(YOUR GOAL) Your answer should be the exact lines of the data below from the one containing "a message participant." through the one containing "Create a user message."; please include nothing else.
[[ DATA, beginning ]]
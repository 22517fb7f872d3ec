use super::message::{Message, Role};
use crate::response::CompletionResponse;
use std::ops::Deref;

/// An ordered message history that can be handed to the client.
#[derive(Debug, Clone, Default, PartialEq)]
pub struct Conversation {
    messages: Vec<Message>,
}

impl Conversation {
    /// Create a new empty conversation.
    pub fn new() -> Self {
        Self::default()
    }

    /// Create a conversation starting with a system message.
    pub fn system(content: impl Into<String>) -> Self {
        Self::new().with_system(content)
    }

    /// Create a conversation starting with a user message.
    pub fn user(content: impl Into<String>) -> Self {
        Self::new().with_user(content)
    }

    pub fn with_system(self, content: impl Into<String>) -> Self {
        self.with_message(Message::system(content))
    }

    pub fn with_user(self, content: impl Into<String>) -> Self {
        self.with_message(Message::user(content))
    }

    pub fn with_assistant(self, content: impl Into<String>) -> Self {
        self.with_message(Message::assistant(content))
    }

    pub fn with_message(mut self, message: Message) -> Self {
        self.messages.push(message);
        self
    }

    /// Append a reply, keeping the role it reported.
    ///
    /// Used to re-issue a request when `can_continue()` says the previous
    /// reply was cut off by the token cap.
    pub fn with_response(self, response: &dyn CompletionResponse) -> Self {
        let role = Role::parse(response.role()).unwrap_or(Role::Assistant);
        self.with_message(Message::new(role, response.text()))
    }

    pub fn push(&mut self, message: Message) {
        self.messages.push(message);
    }

    pub fn messages(&self) -> &[Message] {
        &self.messages
    }

    pub fn into_messages(self) -> Vec<Message> {
        self.messages
    }
}

impl Deref for Conversation {
    type Target = [Message];

    fn deref(&self) -> &[Message] {
        &self.messages
    }
}

impl From<&str> for Conversation {
    fn from(s: &str) -> Self {
        Conversation::user(s)
    }
}

impl From<String> for Conversation {
    fn from(s: String) -> Self {
        Conversation::user(s)
    }
}

impl From<Vec<Message>> for Conversation {
    fn from(messages: Vec<Message>) -> Self {
        Conversation { messages }
    }
}
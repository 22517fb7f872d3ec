use serde::{Deserialize, Serialize};

/// Role of a message participant.
#[derive(Debug, Clone, Copy, PartialEq, Eq, Serialize, Deserialize)]
#[serde(rename_all = "lowercase")]
pub enum Role {
    System,
    User,
    Assistant,
}

impl Role {
    /// The wire name of this role.
    pub fn as_str(&self) -> &'static str {
        match self {
            Role::System => "system",
            Role::User => "user",
            Role::Assistant => "assistant",
        }
    }

    /// Parse a wire role name. Unknown or empty names yield `None`.
    pub fn parse(name: &str) -> Option<Self> {
        match name {
            "system" => Some(Role::System),
            "user" => Some(Role::User),
            "assistant" => Some(Role::Assistant),
            _ => None,
        }
    }
}

impl std::fmt::Display for Role {
    fn fmt(&self, f: &mut std::fmt::Formatter<'_>) -> std::fmt::Result {
        f.write_str(self.as_str())
    }
}

/// One turn of a conversation.
#[derive(Debug, Clone, PartialEq, Eq, Serialize, Deserialize)]
pub struct Message {
    pub role: Role,
    pub content: String,
}

impl Message {
    /// Create a new message with role and text content.
    pub fn new(role: Role, content: impl Into<String>) -> Self {
        Message {
            role,
            content: content.into(),
        }
    }

    /// Create a system message.
    pub fn system(content: impl Into<String>) -> Self {
        Self::new(Role::System, content)
    }

    /// Create a user message.
    pub fn user(content: impl Into<String>) -> Self {
        Self::new(Role::User, content)
    }

    /// Create an assistant message.
    pub fn assistant(content: impl Into<String>) -> Self {
        Self::new(Role::Assistant, content)
    }
}
use thiserror::Error;

/// Errors that can occur when using the platformed-completions library.
#[derive(Error, Debug)]
pub enum Error {
    #[error("Invalid input: {0}")]
    Validation(String),

    #[error("HTTP request failed: {0}")]
    Http(#[from] reqwest::Error),

    #[error("Serialization error: {0}")]
    Serialization(#[from] serde_json::Error),

    #[error("Authentication failed: {0}")]
    Auth(String),

    #[error("Rate limit exceeded: {0}")]
    RateLimit(String),

    #[error("API error ({status}): {message}")]
    Api { status: u16, message: String },

    #[error("Streaming error: {0}")]
    Streaming(String),

    #[error("Stream closed after {frames} frame(s) without an end marker")]
    StreamInterrupted { frames: usize },

    #[error("Request cancelled")]
    Cancelled,

    #[error("Invalid configuration: {0}")]
    Config(String),
}

impl Error {
    pub fn validation(message: impl Into<String>) -> Self {
        Error::Validation(message.into())
    }

    pub fn api(status: u16, message: impl Into<String>) -> Self {
        Error::Api {
            status,
            message: message.into(),
        }
    }

    pub fn config(message: impl Into<String>) -> Self {
        Error::Config(message.into())
    }

    pub fn auth(message: impl Into<String>) -> Self {
        Error::Auth(message.into())
    }

    pub fn streaming(message: impl Into<String>) -> Self {
        Error::Streaming(message.into())
    }

    /// True for the cancellation error, which callers usually treat as a quiet exit.
    pub fn is_cancelled(&self) -> bool {
        matches!(self, Error::Cancelled)
    }
}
[[ DATA, end ]]
(EXERCISE OUTPUT)
/// Role of a message participant.
#[derive(Debug, Clone, Copy, PartialEq, Eq, Serialize, Deserialize)]
#[serde(rename_all = "lowercase")]
pub enum Role {
    System,
    User,
    Assistant,
}

impl Role {
    /// The wire name of this role.
    pub fn as_str(&self) -> &'static str {
        match self {
            Role::System => "system",
            Role::User => "user",
            Role::Assistant => "assistant",
        }
    }

    /// Parse a wire role name. Unknown or empty names yield `None`.
    pub fn parse(name: &str) -> Option<Self> {
        match name {
            "system" => Some(Role::System),
            "user" => Some(Role::User),
            "assistant" => Some(Role::Assistant),
            _ => None,
        }
    }
}

impl std::fmt::Display for Role {
    fn fmt(&self, f: &mut std::fmt::Formatter<'_>) -> std::fmt::Result {
        f.write_str(self.as_str())
    }
}

/// One turn of a conversation.
#[derive(Debug, Clone, PartialEq, Eq, Serialize, Deserialize)]
pub struct Message {
    pub role: Role,
    pub content: String,
}

impl Message {
    /// Create a new message with role and text content.
    pub fn new(role: Role, content: impl Into<String>) -> Self {
        Message {
            role,
            content: content.into(),
        }
    }

    /// Create a system message.
    pub fn system(content: impl Into<String>) -> Self {
        Self::new(Role::System, content)
    }

    /// Create a user message.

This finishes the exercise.